◆ **Instructions to follow**
In this exercise, reproduce all the entries that follow exactly.
────────
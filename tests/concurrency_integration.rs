//! ---
//! pms_section: "03-testing-qa"
//! pms_subsection: "integration-tests"
//! pms_type: "source"
//! pms_scope: "code"
//! pms_description: "Integration and validation tests for the T-PMS ACL core."
//! pms_version: "v0.0.0-prealpha"
//! pms_owner: "tbd"
//! ---
use std::sync::Arc;
use std::thread;

use t_pms_acl::{
    AclError, MembershipStore, MemoryStore, NewProject, NewUser, NewWorkspace, ProjectAcl, Role,
    GlobalRole, WorkspaceAcl,
};

fn register(store: &MemoryStore, email: &str) -> String {
    store
        .insert_user(NewUser {
            email: email.to_owned(),
            display_name: email.to_owned(),
            global_role: GlobalRole::User,
        })
        .unwrap()
        .id
}

/// Two owners leave a 2-owner project at the same time. The store guard
/// must serialize the count-and-delete, so exactly one removal wins and
/// the loser gets an invariant violation, never zero owners.
#[test]
fn concurrent_self_removal_leaves_one_owner() {
    for _ in 0..32 {
        let store = Arc::new(MemoryStore::new());
        let workspaces = WorkspaceAcl::new(store.clone());
        let projects = ProjectAcl::new(store.clone());
        let u1 = register(&store, "u1@acme.io");
        register(&store, "u2@acme.io");

        let workspace = workspaces
            .create_workspace(
                NewWorkspace {
                    name: "acme".into(),
                    description: String::new(),
                },
                &u1,
            )
            .unwrap();
        let project = projects
            .create_project(
                NewProject {
                    workspace_id: workspace.id.clone(),
                    name: "apollo".into(),
                    description: String::new(),
                    responsible_id: u1.clone(),
                    stage: None,
                    sequence: None,
                },
                &u1,
            )
            .unwrap();
        let u2 = projects
            .invite_user(&project.id, &u1, "u2@acme.io", Some(Role::Owner))
            .unwrap()
            .user_id;

        let results = thread::scope(|scope| {
            let first = scope.spawn(|| projects.remove_member(&project.id, &u1, &u1));
            let second = scope.spawn(|| projects.remove_member(&project.id, &u2, &u2));
            (first.join().unwrap(), second.join().unwrap())
        });

        let outcomes = [results.0, results.1];
        let successes = outcomes.iter().filter(|outcome| outcome.is_ok()).count();
        let violations = outcomes
            .iter()
            .filter(|outcome| matches!(outcome, Err(AclError::InvariantViolation(_))))
            .count();
        assert_eq!(successes, 1);
        assert_eq!(violations, 1);
        assert_eq!(store.project_owner_count(&project.id).unwrap(), 1);
    }
}

/// The same race through the role-update path: both owners demoted
/// concurrently must leave exactly one owner standing.
#[test]
fn concurrent_demotion_leaves_one_owner() {
    for _ in 0..32 {
        let store = Arc::new(MemoryStore::new());
        let workspaces = WorkspaceAcl::new(store.clone());
        let u1 = register(&store, "u1@acme.io");
        register(&store, "u2@acme.io");

        let workspace = workspaces
            .create_workspace(
                NewWorkspace {
                    name: "acme".into(),
                    description: String::new(),
                },
                &u1,
            )
            .unwrap();
        let u2 = workspaces
            .invite_user(&workspace.id, &u1, "u2@acme.io", Some(Role::Owner))
            .unwrap()
            .user_id;

        let results = thread::scope(|scope| {
            let first =
                scope.spawn(|| workspaces.update_member_role(&workspace.id, &u1, &u2, Role::Member));
            let second =
                scope.spawn(|| workspaces.update_member_role(&workspace.id, &u2, &u1, Role::Member));
            (first.join().unwrap(), second.join().unwrap())
        });

        let demoted = [results.0.is_ok(), results.1.is_ok()]
            .iter()
            .filter(|ok| **ok)
            .count();
        assert_eq!(demoted, 1);
        assert_eq!(store.workspace_owner_count(&workspace.id).unwrap(), 1);
    }
}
────────
◆ **Result of the exercise**
filename tests/concurrency_integration.rs
//! ---
//! pms_section: "03-testing-qa"
//! pms_subsection: "integration-tests"
//! pms_type: "source"
//! pms_scope: "code"
//! pms_description: "Integration and validation tests for the T-PMS ACL core."
//! pms_version: "v0.0.0-prealpha"
//! pms_owner: "tbd"
//! ---
use std::sync::Arc;
use std::thread;

use t_pms_acl::{
    AclError, MembershipStore, MemoryStore, NewProject, NewUser, NewWorkspace, ProjectAcl, Role,
    GlobalRole, WorkspaceAcl,
};

fn register(store: &MemoryStore, email: &str) -> String {
    store
        .insert_user(NewUser {
            email: email.to_owned(),
            display_name: email.to_owned(),
            global_role: GlobalRole::User,
        })
        .unwrap()
        .id
}

/// Two owners leave a 2-owner project at the same time. The store guard
/// must serialize the count-and-delete, so exactly one removal wins and
/// the loser gets an invariant violation, never zero owners.
#[test]
fn concurrent_self_removal_leaves_one_owner() {
    for _ in 0..32 {
        let store = Arc::new(MemoryStore::new());
        let workspaces = WorkspaceAcl::new(store.clone());
        let projects = ProjectAcl::new(store.clone());
        let u1 = register(&store, "u1@acme.io");
        register(&store, "u2@acme.io");

        let workspace = workspaces
            .create_workspace(
                NewWorkspace {
                    name: "acme".into(),
                    description: String::new(),
                },
                &u1,
            )
            .unwrap();
        let project = projects
            .create_project(
                NewProject {
                    workspace_id: workspace.id.clone(),
                    name: "apollo".into(),
                    description: String::new(),
                    responsible_id: u1.clone(),
                    stage: None,
                    sequence: None,
                },
                &u1,
            )
            .unwrap();
        let u2 = projects
            .invite_user(&project.id, &u1, "u2@acme.io", Some(Role::Owner))
            .unwrap()
            .user_id;

        let results = thread::scope(|scope| {
            let first = scope.spawn(|| projects.remove_member(&project.id, &u1, &u1));
            let second = scope.spawn(|| projects.remove_member(&project.id, &u2, &u2));
            (first.join().unwrap(), second.join().unwrap())
        });

        let outcomes = [results.0, results.1];
        let successes = outcomes.iter().filter(|outcome| outcome.is_ok()).count();
        let violations = outcomes
            .iter()
            .filter(|outcome| matches!(outcome, Err(AclError::InvariantViolation(_))))
            .count();
        assert_eq!(successes, 1);
        assert_eq!(violations, 1);
        assert_eq!(store.project_owner_count(&project.id).unwrap(), 1);
    }
}

/// The same race through the role-update path: both owners demoted
/// concurrently must leave exactly one owner standing.
#[test]
fn concurrent_demotion_leaves_one_owner() {
    for _ in 0..32 {
        let store = Arc::new(MemoryStore::new());
        let workspaces = WorkspaceAcl::new(store.clone());
        let u1 = register(&store, "u1@acme.io");
        register(&store, "u2@acme.io");

        let workspace = workspaces
            .create_workspace(
                NewWorkspace {
                    name: "acme".into(),
                    description: String::new(),
                },
                &u1,
            )
            .unwrap();
        let u2 = workspaces
            .invite_user(&workspace.id, &u1, "u2@acme.io", Some(Role::Owner))
            .unwrap()
            .user_id;

        let results = thread::scope(|scope| {
            let first =
                scope.spawn(|| workspaces.update_member_role(&workspace.id, &u1, &u2, Role::Member));
            let second =
                scope.spawn(|| workspaces.update_member_role(&workspace.id, &u2, &u1, Role::Member));
            (first.join().unwrap(), second.join().unwrap())
        });

        let demoted = [results.0.is_ok(), results.1.is_ok()]
            .iter()
            .filter(|ok| **ok)
            .count();
        assert_eq!(demoted, 1);
        assert_eq!(store.workspace_owner_count(&workspace.id).unwrap(), 1);
    }
}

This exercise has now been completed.